» **Directions**
Every line with the string "SessionBootstrap" should be copied from the data.

==== Data excerpts ====

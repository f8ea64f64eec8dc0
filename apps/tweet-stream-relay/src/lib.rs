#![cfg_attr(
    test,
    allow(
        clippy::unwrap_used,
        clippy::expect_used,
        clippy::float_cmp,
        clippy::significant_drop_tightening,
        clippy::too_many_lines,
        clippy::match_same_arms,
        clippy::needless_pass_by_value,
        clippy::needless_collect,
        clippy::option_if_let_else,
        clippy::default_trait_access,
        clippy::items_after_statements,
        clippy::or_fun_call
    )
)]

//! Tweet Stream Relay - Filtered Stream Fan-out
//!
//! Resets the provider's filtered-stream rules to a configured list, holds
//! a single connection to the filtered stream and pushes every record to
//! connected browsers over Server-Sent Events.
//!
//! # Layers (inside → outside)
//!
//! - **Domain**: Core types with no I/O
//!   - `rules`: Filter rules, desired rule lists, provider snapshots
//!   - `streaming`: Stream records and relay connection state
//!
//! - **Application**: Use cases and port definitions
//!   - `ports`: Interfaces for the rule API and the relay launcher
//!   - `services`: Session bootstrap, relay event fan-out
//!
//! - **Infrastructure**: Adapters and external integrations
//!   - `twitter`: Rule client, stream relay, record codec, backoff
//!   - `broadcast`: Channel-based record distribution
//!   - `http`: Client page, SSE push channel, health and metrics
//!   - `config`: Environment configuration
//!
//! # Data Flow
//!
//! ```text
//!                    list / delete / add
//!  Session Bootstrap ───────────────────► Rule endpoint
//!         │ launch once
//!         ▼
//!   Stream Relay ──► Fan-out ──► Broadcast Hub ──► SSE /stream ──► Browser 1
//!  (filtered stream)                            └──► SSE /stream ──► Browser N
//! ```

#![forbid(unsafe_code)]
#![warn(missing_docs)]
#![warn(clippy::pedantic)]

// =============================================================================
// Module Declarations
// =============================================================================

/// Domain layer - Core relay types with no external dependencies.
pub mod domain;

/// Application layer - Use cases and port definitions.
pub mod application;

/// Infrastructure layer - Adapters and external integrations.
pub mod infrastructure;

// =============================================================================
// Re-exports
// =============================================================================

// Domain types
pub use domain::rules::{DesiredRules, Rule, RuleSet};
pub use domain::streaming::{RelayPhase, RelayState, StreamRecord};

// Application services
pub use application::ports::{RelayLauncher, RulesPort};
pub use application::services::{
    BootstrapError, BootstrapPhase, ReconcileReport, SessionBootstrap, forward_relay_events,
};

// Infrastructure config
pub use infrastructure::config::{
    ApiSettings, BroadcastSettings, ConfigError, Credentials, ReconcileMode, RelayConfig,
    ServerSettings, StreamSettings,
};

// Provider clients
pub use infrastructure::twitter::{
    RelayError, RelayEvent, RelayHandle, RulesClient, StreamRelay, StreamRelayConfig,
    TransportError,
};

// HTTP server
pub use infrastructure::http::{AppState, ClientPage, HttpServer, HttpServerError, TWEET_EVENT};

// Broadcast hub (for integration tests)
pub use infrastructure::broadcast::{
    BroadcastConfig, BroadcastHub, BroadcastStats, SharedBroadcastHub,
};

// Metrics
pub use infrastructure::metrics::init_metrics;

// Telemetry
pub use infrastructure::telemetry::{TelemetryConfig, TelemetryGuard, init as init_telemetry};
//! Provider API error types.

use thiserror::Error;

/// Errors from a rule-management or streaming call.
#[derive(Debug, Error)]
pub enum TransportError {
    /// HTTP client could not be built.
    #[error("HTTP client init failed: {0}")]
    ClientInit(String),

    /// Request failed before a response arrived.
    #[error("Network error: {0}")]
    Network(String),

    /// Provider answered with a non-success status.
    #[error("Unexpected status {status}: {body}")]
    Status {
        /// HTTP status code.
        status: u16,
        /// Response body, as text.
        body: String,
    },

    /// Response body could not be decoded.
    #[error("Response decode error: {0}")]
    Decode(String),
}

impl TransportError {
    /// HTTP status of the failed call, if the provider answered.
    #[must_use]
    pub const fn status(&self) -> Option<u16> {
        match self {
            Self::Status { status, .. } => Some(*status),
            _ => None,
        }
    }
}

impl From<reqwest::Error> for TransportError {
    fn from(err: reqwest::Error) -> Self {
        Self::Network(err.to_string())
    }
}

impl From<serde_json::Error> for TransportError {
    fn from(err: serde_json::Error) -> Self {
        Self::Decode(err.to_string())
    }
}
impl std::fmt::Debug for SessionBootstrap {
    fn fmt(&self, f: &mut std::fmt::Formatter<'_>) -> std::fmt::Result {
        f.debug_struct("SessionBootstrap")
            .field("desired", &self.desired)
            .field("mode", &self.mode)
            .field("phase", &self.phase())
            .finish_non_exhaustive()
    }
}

====
==== Data excerpts ====

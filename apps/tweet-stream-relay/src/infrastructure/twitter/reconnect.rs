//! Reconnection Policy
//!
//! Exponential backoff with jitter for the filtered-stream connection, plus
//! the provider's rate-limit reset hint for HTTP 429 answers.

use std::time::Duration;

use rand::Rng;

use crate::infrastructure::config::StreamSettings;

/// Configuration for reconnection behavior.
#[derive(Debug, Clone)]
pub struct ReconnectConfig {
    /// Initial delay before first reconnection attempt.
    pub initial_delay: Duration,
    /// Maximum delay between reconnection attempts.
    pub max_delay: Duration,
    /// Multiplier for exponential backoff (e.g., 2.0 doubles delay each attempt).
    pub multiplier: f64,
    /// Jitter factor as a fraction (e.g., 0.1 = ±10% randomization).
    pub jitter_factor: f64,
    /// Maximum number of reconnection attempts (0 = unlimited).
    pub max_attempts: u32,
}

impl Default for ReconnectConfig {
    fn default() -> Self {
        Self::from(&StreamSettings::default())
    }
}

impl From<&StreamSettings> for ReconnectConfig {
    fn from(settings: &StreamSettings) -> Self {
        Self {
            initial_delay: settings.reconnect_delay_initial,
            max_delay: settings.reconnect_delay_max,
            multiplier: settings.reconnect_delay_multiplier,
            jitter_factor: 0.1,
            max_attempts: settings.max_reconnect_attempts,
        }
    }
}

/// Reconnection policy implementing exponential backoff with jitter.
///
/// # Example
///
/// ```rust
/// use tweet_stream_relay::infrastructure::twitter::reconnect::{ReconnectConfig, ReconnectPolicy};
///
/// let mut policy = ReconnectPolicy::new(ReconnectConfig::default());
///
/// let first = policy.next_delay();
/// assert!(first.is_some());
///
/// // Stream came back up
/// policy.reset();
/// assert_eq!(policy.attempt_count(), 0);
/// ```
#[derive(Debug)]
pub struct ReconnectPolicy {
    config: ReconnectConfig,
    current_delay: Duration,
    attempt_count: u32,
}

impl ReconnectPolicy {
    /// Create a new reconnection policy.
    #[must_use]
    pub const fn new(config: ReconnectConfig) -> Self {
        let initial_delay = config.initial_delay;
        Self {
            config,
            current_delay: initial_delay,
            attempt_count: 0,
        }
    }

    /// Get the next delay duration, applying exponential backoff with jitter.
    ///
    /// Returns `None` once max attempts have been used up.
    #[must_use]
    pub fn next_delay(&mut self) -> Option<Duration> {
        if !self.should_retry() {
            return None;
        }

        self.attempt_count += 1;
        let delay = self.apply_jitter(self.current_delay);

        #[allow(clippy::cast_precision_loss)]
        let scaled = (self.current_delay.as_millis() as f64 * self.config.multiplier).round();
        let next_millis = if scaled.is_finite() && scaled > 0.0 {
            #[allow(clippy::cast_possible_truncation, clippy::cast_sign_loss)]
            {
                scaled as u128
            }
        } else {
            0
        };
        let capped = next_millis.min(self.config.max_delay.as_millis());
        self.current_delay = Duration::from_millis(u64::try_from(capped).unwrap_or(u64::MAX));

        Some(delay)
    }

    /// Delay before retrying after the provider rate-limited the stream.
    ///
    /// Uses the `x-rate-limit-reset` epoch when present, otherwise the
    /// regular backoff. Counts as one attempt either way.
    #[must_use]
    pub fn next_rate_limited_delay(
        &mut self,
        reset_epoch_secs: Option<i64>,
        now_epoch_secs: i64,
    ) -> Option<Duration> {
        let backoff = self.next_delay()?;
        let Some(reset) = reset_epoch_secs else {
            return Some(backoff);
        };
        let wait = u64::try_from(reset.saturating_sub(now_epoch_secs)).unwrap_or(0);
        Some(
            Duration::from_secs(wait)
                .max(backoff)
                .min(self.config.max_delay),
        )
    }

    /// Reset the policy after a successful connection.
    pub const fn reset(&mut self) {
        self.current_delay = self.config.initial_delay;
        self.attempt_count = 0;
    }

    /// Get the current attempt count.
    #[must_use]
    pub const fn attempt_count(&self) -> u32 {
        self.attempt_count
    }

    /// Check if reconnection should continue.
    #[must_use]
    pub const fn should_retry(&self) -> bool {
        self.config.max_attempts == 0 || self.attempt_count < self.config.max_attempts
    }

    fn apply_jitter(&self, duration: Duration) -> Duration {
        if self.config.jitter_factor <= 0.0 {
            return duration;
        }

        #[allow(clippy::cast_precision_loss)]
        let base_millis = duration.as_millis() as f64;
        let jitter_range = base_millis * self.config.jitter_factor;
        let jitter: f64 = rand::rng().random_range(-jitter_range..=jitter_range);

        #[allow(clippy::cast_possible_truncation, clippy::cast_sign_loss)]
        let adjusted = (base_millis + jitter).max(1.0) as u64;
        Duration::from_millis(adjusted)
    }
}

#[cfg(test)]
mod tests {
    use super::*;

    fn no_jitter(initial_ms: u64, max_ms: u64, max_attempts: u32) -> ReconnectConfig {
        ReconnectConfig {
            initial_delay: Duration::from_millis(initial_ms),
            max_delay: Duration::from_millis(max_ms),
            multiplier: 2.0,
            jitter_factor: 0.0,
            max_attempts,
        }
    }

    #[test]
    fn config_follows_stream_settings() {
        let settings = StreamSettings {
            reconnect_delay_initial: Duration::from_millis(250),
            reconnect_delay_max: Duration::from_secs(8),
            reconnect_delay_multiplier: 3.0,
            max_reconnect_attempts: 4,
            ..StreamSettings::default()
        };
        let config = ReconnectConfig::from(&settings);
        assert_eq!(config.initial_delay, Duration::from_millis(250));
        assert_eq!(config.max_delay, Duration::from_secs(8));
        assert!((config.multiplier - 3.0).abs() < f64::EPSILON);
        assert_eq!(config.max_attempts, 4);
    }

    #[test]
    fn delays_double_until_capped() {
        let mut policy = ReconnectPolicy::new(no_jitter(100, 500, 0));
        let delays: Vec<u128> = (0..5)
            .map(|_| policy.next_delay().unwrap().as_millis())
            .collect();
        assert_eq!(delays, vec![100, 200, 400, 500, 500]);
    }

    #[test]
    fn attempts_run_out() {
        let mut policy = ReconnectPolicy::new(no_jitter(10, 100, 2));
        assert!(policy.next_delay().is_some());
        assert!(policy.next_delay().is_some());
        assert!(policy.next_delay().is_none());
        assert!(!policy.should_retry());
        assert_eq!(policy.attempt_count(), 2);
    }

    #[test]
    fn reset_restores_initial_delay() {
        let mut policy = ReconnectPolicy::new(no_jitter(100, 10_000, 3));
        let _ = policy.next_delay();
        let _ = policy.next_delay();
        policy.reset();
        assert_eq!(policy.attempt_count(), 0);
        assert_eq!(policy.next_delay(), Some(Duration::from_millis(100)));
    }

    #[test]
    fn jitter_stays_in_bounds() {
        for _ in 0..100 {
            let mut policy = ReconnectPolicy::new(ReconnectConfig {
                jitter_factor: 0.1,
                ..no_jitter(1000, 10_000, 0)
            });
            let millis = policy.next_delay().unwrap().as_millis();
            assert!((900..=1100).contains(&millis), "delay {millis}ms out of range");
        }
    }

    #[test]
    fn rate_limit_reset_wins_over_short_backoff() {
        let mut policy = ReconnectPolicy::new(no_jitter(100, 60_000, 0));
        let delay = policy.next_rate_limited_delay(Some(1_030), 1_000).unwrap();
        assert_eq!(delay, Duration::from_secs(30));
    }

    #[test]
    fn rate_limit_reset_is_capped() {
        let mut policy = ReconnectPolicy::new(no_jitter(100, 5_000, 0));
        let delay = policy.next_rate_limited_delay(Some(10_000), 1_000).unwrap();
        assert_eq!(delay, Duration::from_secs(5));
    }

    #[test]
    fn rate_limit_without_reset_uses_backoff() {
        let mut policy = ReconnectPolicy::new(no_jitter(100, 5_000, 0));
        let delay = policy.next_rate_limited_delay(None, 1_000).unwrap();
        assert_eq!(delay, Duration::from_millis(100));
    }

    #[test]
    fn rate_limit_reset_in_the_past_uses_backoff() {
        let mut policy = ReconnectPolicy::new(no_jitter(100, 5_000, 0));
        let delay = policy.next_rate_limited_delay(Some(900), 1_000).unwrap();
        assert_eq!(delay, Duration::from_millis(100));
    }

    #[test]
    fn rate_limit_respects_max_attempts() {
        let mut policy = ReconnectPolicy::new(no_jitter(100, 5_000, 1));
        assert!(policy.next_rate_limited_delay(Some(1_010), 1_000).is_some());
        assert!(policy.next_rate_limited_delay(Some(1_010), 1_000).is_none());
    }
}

====

» **Solution for this problem**
    BootstrapError, BootstrapPhase, ReconcileReport, SessionBootstrap, forward_relay_events,
impl std::fmt::Debug for SessionBootstrap {
        f.debug_struct("SessionBootstrap")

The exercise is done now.